01 -
In a mixing bowl, blend cocoa powder with brewed espresso and vanilla extract. Optionally, incorporate dark rum. Stir until smooth and set aside for soaking the cookies.
02 -
Using a stand or hand mixer, whip the cold egg yolks with sugar on medium-high speed until the mixture is pale and thick, about 5 minutes. Add kosher salt.
03 -
Fold in chilled mascarpone cheese and whip until the mixture is completely smooth and creamy, being careful not to overmix.
04 -
Pour cold heavy cream into the mascarpone mixture and continue whipping until soft peaks form and the filling becomes light and airy.
05 -
Quickly dunk each ladyfinger cookie into the espresso-cocoa mixture for 1–2 seconds, ensuring they are lightly soaked but not soggy.
06 -
Arrange a single layer of soaked ladyfingers in a 7 x 11-inch oval baking dish.

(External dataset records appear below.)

//! Body keypoints as delivered by the pose-estimation collaborator.

use nalgebra::{Point2, Vector3};
use serde::{Deserialize, Serialize};

/// A single keypoint in normalized or device-scaled coordinates
#[derive(Debug, Clone, Copy, PartialEq, Serialize, Deserialize)]
pub struct Landmark {
    /// Horizontal position
    pub x: f64,
    /// Vertical position (grows downwards in image space)
    pub y: f64,
    /// Relative depth, 0 for 2D sources
    #[serde(default)]
    pub z: f64,
    /// Detection confidence in [0, 1]
    #[serde(alias = "visibility", alias = "score")]
    pub confidence: f64,
}

impl Landmark {
    /// Create a landmark in 3D space
    #[must_use]
    pub const fn new(x: f64, y: f64, z: f64, confidence: f64) -> Self {
        Self { x, y, z, confidence }
    }

    /// Create a landmark on the image plane (`z = 0`)
    #[must_use]
    pub const fn planar(x: f64, y: f64, confidence: f64) -> Self {
        Self::new(x, y, 0.0, confidence)
    }

    /// Position as a 3D vector
    #[must_use]
    pub fn position(&self) -> Vector3<f64> {
        Vector3::new(self.x, self.y, self.z)
    }

    /// Position projected onto the image plane
    #[must_use]
    pub fn screen_position(&self) -> Point2<f64> {
        Point2::new(self.x, self.y)
    }
}

/// One frame of keypoints
#[derive(Debug, Clone, PartialEq, Serialize, Deserialize)]
pub struct PoseFrame {
    /// Capture time relative to the start of the stream
    #[serde(default)]
    pub timestamp_ms: u64,
    /// Keypoints indexed by the pose model's topology
    pub landmarks: Vec<Landmark>,
}

impl PoseFrame {
    /// Create a frame
    #[must_use]
    pub fn new(timestamp_ms: u64, landmarks: Vec<Landmark>) -> Self {
        Self { timestamp_ms, landmarks }
    }
}

/// Landmark triple (proximal, vertex, distal) defining a joint angle
#[derive(Debug, Clone, Copy, PartialEq, Eq, Hash, Serialize, Deserialize)]
pub struct LandmarkTriple(pub usize, pub usize, pub usize);

impl LandmarkTriple {
    /// Indices in (proximal, vertex, distal) order
    #[must_use]
    pub const fn indices(&self) -> [usize; 3] {
        [self.0, self.1, self.2]
    }

    /// Index of the vertex landmark
    #[must_use]
    pub const fn vertex(&self) -> usize {
        self.1
    }

    /// Resolve the triple against a frame, if all three exist
    #[must_use]
    pub fn resolve<'a>(&self, landmarks: &'a [Landmark]) -> Option<(&'a Landmark, &'a Landmark, &'a Landmark)> {
        Some((landmarks.get(self.0)?, landmarks.get(self.1)?, landmarks.get(self.2)?))
    }
}

/// Check that all three landmarks of `triple` exist and are confident enough
#[must_use]
pub fn validate(landmarks: &[Landmark], triple: LandmarkTriple, min_confidence: f64) -> bool {
    triple
        .indices()
        .iter()
        .all(|&i| landmarks.get(i).is_some_and(|lm| lm.confidence >= min_confidence))
}

/// Mean confidence of the triple, 0 when any landmark is missing
#[must_use]
pub fn triple_confidence(landmarks: &[Landmark], triple: LandmarkTriple) -> f64 {
    match triple.resolve(landmarks) {
        Some((a, b, c)) => (a.confidence + b.confidence + c.confidence) / 3.0,
        None => 0.0,
    }
}

#[cfg(test)]
mod tests {
    use super::*;

    fn frame(confidences: &[f64]) -> Vec<Landmark> {
        confidences
            .iter()
            .enumerate()
            .map(|(i, &c)| Landmark::planar(i as f64, 0.0, c))
            .collect()
    }

    #[test]
    fn test_validate_all_confident() {
        let lms = frame(&[0.9, 0.8, 0.7]);
        assert!(validate(&lms, LandmarkTriple(0, 1, 2), 0.7));
    }

    #[test]
    fn test_validate_threshold_is_inclusive() {
        let lms = frame(&[0.5, 0.5, 0.5]);
        assert!(validate(&lms, LandmarkTriple(0, 1, 2), 0.5));
        assert!(!validate(&lms, LandmarkTriple(0, 1, 2), 0.51));
    }

    #[test]
    fn test_validate_one_weak_landmark() {
        let lms = frame(&[0.9, 0.2, 0.9]);
        assert!(!validate(&lms, LandmarkTriple(0, 1, 2), 0.7));
        assert!(validate(&lms, LandmarkTriple(0, 1, 2), 0.1));
    }

    #[test]
    fn test_validate_missing_index() {
        let lms = frame(&[0.9, 0.9]);
        assert!(!validate(&lms, LandmarkTriple(0, 1, 2), 0.1));
        assert!(!validate(&[], LandmarkTriple(0, 1, 2), 0.0));
    }

    #[test]
    fn test_triple_confidence() {
        let lms = frame(&[0.9, 0.6, 0.3]);
        assert!((triple_confidence(&lms, LandmarkTriple(0, 1, 2)) - 0.6).abs() < 1e-12);
        assert_eq!(triple_confidence(&lms, LandmarkTriple(0, 1, 5)), 0.0);
    }

    #[test]
    fn test_landmark_deserializes_visibility_alias() {
        let lm: Landmark = serde_json::from_str(r#"{"x":0.1,"y":0.2,"visibility":0.8}"#).unwrap();
        assert_eq!(lm, Landmark::new(0.1, 0.2, 0.0, 0.8));
    }
}
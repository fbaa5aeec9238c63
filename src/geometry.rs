//! Vector geometry on body keypoints.
//!
//! The vertex angle is computed in 3D; 2D sources simply carry `z = 0`.

use crate::landmark::Landmark;
use crate::utils::round_to_tenth;
use log::debug;
use nalgebra::{Point2, Vector3};

/// Angle at vertex `b` between the rays `b→a` and `b→c`, in degrees.
///
/// The result is rounded to one decimal and always lies in `[0, 180]`.
/// A zero-length ray (coincident keypoints, typically an occluded joint)
/// yields exactly `0.0`.
#[must_use]
pub fn vertex_angle(a: &Landmark, b: &Landmark, c: &Landmark) -> f64 {
    angle_between(a.position() - b.position(), c.position() - b.position())
}

/// Angle between two vectors in degrees, rounded to one decimal
#[must_use]
pub fn angle_between(ba: Vector3<f64>, bc: Vector3<f64>) -> f64 {
    let magnitude_ba = ba.norm();
    let magnitude_bc = bc.norm();

    if magnitude_ba == 0.0 || magnitude_bc == 0.0 {
        debug!("Degenerate geometry: zero-length segment, reporting 0°");
        return 0.0;
    }

    // Rounding can push the ratio just outside [-1, 1], where acos is NaN
    let cos_angle = (ba.dot(&bc) / (magnitude_ba * magnitude_bc)).clamp(-1.0, 1.0);
    let angle = round_to_tenth(cos_angle.acos().to_degrees());

    if angle.is_finite() {
        angle
    } else {
        debug!("Non-finite angle from non-finite keypoints, reporting 0°");
        0.0
    }
}

/// Euclidean distance between two image-plane positions
#[must_use]
pub fn planar_distance(from: &Point2<f64>, to: &Point2<f64>) -> f64 {
    nalgebra::distance(from, to)
}

/// Inclination of the line from `left` to `right` against the horizontal, in degrees
#[must_use]
pub fn line_tilt(left: &Landmark, right: &Landmark) -> f64 {
    (right.y - left.y).atan2(right.x - left.x).to_degrees()
}

#[cfg(test)]
mod tests {
    use super::*;
    use proptest::prelude::*;

    fn p(x: f64, y: f64) -> Landmark {
        Landmark::planar(x, y, 1.0)
    }

    #[test]
    fn test_right_angle() {
        assert_eq!(vertex_angle(&p(0.0, 1.0), &p(0.0, 0.0), &p(1.0, 0.0)), 90.0);
    }

    #[test]
    fn test_straight_line() {
        assert_eq!(vertex_angle(&p(1.0, 0.0), &p(0.0, 0.0), &p(-1.0, 0.0)), 180.0);
    }

    #[test]
    fn test_degenerate_segment() {
        assert_eq!(vertex_angle(&p(0.0, 0.0), &p(0.0, 0.0), &p(1.0, 0.0)), 0.0);
        assert_eq!(vertex_angle(&p(1.0, 0.0), &p(0.0, 0.0), &p(0.0, 0.0)), 0.0);
    }

    #[test]
    fn test_rounds_to_one_decimal() {
        // atan(1/3) = 18.4349...°
        let angle = vertex_angle(&p(3.0, 1.0), &p(0.0, 0.0), &p(1.0, 0.0));
        assert_eq!(angle, 18.4);
    }

    #[test]
    fn test_uses_depth() {
        let a = Landmark::new(0.0, 0.0, 1.0, 1.0);
        let b = Landmark::new(0.0, 0.0, 0.0, 1.0);
        let c = Landmark::new(1.0, 0.0, 0.0, 1.0);
        assert_eq!(vertex_angle(&a, &b, &c), 90.0);
    }

    #[test]
    fn test_nearly_collinear_does_not_produce_nan() {
        let angle = vertex_angle(&p(1e-9, 1.0), &p(0.0, 0.0), &p(-1e-9, -1.0));
        assert!(angle.is_finite());
        assert!((angle - 180.0).abs() < 0.1);
    }

    #[test]
    fn test_planar_distance() {
        let anchor = Point2::new(100.0, 100.0);
        assert!((planar_distance(&anchor, &Point2::new(249.0, 100.0)) - 149.0).abs() < 1e-9);
        assert!((planar_distance(&anchor, &Point2::new(103.0, 104.0)) - 5.0).abs() < 1e-9);
    }

    #[test]
    fn test_line_tilt() {
        assert_eq!(line_tilt(&p(0.0, 0.0), &p(1.0, 0.0)), 0.0);
        assert!((line_tilt(&p(0.0, 0.0), &p(1.0, 1.0)) - 45.0).abs() < 1e-9);
        assert!((line_tilt(&p(0.0, 0.0), &p(1.0, -1.0)) + 45.0).abs() < 1e-9);
    }

    proptest! {
        #[test]
        fn prop_angle_within_bounds(
            ax in -1e3..1e3f64, ay in -1e3..1e3f64, az in -1e3..1e3f64,
            bx in -1e3..1e3f64, by in -1e3..1e3f64, bz in -1e3..1e3f64,
            cx in -1e3..1e3f64, cy in -1e3..1e3f64, cz in -1e3..1e3f64,
        ) {
            let angle = vertex_angle(
                &Landmark::new(ax, ay, az, 1.0),
                &Landmark::new(bx, by, bz, 1.0),
                &Landmark::new(cx, cy, cz, 1.0),
            );
            prop_assert!(angle.is_finite());
            prop_assert!((0.0..=180.0).contains(&angle));
        }

        #[test]
        fn prop_angle_is_symmetric(
            ax in -10.0..10.0f64, ay in -10.0..10.0f64,
            cx in -10.0..10.0f64, cy in -10.0..10.0f64,
        ) {
            let b = p(0.0, 0.0);
            prop_assert_eq!(
                vertex_angle(&p(ax, ay), &b, &p(cx, cy)),
                vertex_angle(&p(cx, cy), &b, &p(ax, ay))
            );
        }
    }
}
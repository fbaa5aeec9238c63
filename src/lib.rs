//! Joint range-of-motion measurement from body keypoint streams.
//!
//! This library turns per-frame body keypoints (as produced by a
//! 33-keypoint pose model) into a clinically formatted range-of-motion
//! measurement:
//! - Vertex angles computed with `nalgebra`
//! - Moving-average smoothing and window-based stability detection
//! - Anchor drift and pelvic compensation checks
//! - A session state machine that freezes a stable reading for confirmation
//!
//! The measurement pipeline consists of:
//! 1. Landmark validation for the joint's keypoint triple
//! 2. Vertex angle and joint-specific ROM mapping
//! 3. Smoothing, stability detection and auto-freeze
//! 4. Neutral-Zero formatting and persistence on confirmation
//!
//! # Examples
//!
//! ## Measuring a Session
//!
//! ```no_run
//! use rom_measurement::joints::{BodySide, JointKey, JointRegistry, JointType, MovementType};
//! use rom_measurement::landmark::PoseFrame;
//! use rom_measurement::measurement::InMemoryStore;
//! use rom_measurement::session::{MeasurementSession, SessionSettings, SessionState};
//!
//! # fn main() -> rom_measurement::Result<()> {
//! # let frames: Vec<PoseFrame> = Vec::new();
//! let registry = JointRegistry::standard();
//! let key = JointKey::new(JointType::Knee, BodySide::Left, MovementType::Flexion);
//! let mut session = MeasurementSession::new(&registry, key, SessionSettings::default())?;
//!
//! for frame in &frames {
//!     let status = session.process_frame(frame);
//!     println!("{} {:.1}°", status.session_state, status.current_angle);
//!     if status.session_state == SessionState::Frozen {
//!         break;
//!     }
//! }
//!
//! let mut store = InMemoryStore::new();
//! let measurement = session.confirm(&mut store, chrono::Utc::now())?;
//! println!("Knee flexion: {}", measurement.neutral_zero_format);
//! # Ok(())
//! # }
//! ```
//!
//! ## Background Engine
//!
//! ```no_run
//! use rom_measurement::engine::{frame_channel, EngineCommand, EngineEvent, MeasurementEngine};
//! use rom_measurement::joints::{BodySide, JointKey, JointRegistry, JointType, MovementType};
//! use rom_measurement::landmark::PoseFrame;
//! use rom_measurement::measurement::InMemoryStore;
//! use rom_measurement::session::{MeasurementSession, SessionSettings};
//!
//! # fn main() -> rom_measurement::Result<()> {
//! # let camera_frames: Vec<PoseFrame> = Vec::new();
//! let key = JointKey::new(JointType::Elbow, BodySide::Right, MovementType::Flexion);
//! let session = MeasurementSession::new(&JointRegistry::standard(), key, SessionSettings::default())?;
//!
//! let (sender, receiver) = frame_channel();
//! let engine = MeasurementEngine::spawn(session, receiver, InMemoryStore::new())?;
//!
//! for frame in camera_frames {
//!     // Frames arriving while the engine is busy are dropped
//!     sender.offer(frame)?;
//!     while let Ok(EngineEvent::Status(status)) = engine.events().try_recv() {
//!         println!("{:.1}°", status.current_angle);
//!     }
//! }
//!
//! engine.send(EngineCommand::Confirm)?;
//! let session = engine.stop()?;
//! println!("Finished in state {}", session.state());
//! # Ok(())
//! # }
//! ```
//!
//! ## Geometry Helpers
//!
//! ```
//! use rom_measurement::formatter::format_neutral_zero;
//! use rom_measurement::geometry::vertex_angle;
//! use rom_measurement::joints::{JointType, MovementType};
//! use rom_measurement::landmark::Landmark;
//! use rom_measurement::rom::to_rom;
//!
//! let hip = Landmark::planar(0.0, 1.0, 1.0);
//! let knee = Landmark::planar(0.0, 0.0, 1.0);
//! let ankle = Landmark::planar(1.0, 0.0, 1.0);
//!
//! let raw = vertex_angle(&hip, &knee, &ankle);
//! assert_eq!(raw, 90.0);
//!
//! let rom = to_rom(raw, JointType::Knee, MovementType::Flexion).unwrap();
//! assert_eq!(format_neutral_zero(rom, JointType::Knee, MovementType::Flexion).unwrap(), "0-0-90");
//! ```

/// Keypoints, frames and landmark validation
pub mod landmark;

/// Vertex angles and planar distances
pub mod geometry;

/// Joint types, movements and the joint registry
pub mod joints;

/// Raw angle to range-of-motion mapping
pub mod rom;

/// Moving-average smoothing buffer
pub mod smoothing;

/// Window-based stability detection
pub mod stability;

/// Alignment anchor and drift rejection
pub mod drift;

/// Pelvic compensation detection
pub mod compensation;

/// Neutral-Zero notation
pub mod formatter;

/// Measurement records and persistence
pub mod measurement;

/// Measurement session state machine
pub mod session;

/// Background engine and frame channel
pub mod engine;

/// Milestones, normal ranges and progress alerts
pub mod progress;

/// Numeric helpers
pub mod utils;

/// Error types and result handling
pub mod error;

/// Recorded frame replay application
pub mod app;

/// Constants used throughout the application
pub mod constants;

/// Configuration management
pub mod config;

pub use error::{Error, Result};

Evenly spread half of the mascarpone cream mixture over the cookies using a metal spoon and dust lightly with additional cocoa powder.
07 -
Add a second layer of soaked ladyfingers over the cream, then evenly spread the remaining mascarpone mixture. Finish by dusting the surface generously with more cocoa powder.
08 -
Cover tightly with plastic wrap and refrigerate a minimum of 2 hours, allowing the flavors to marry and the cream to firm slightly before serving.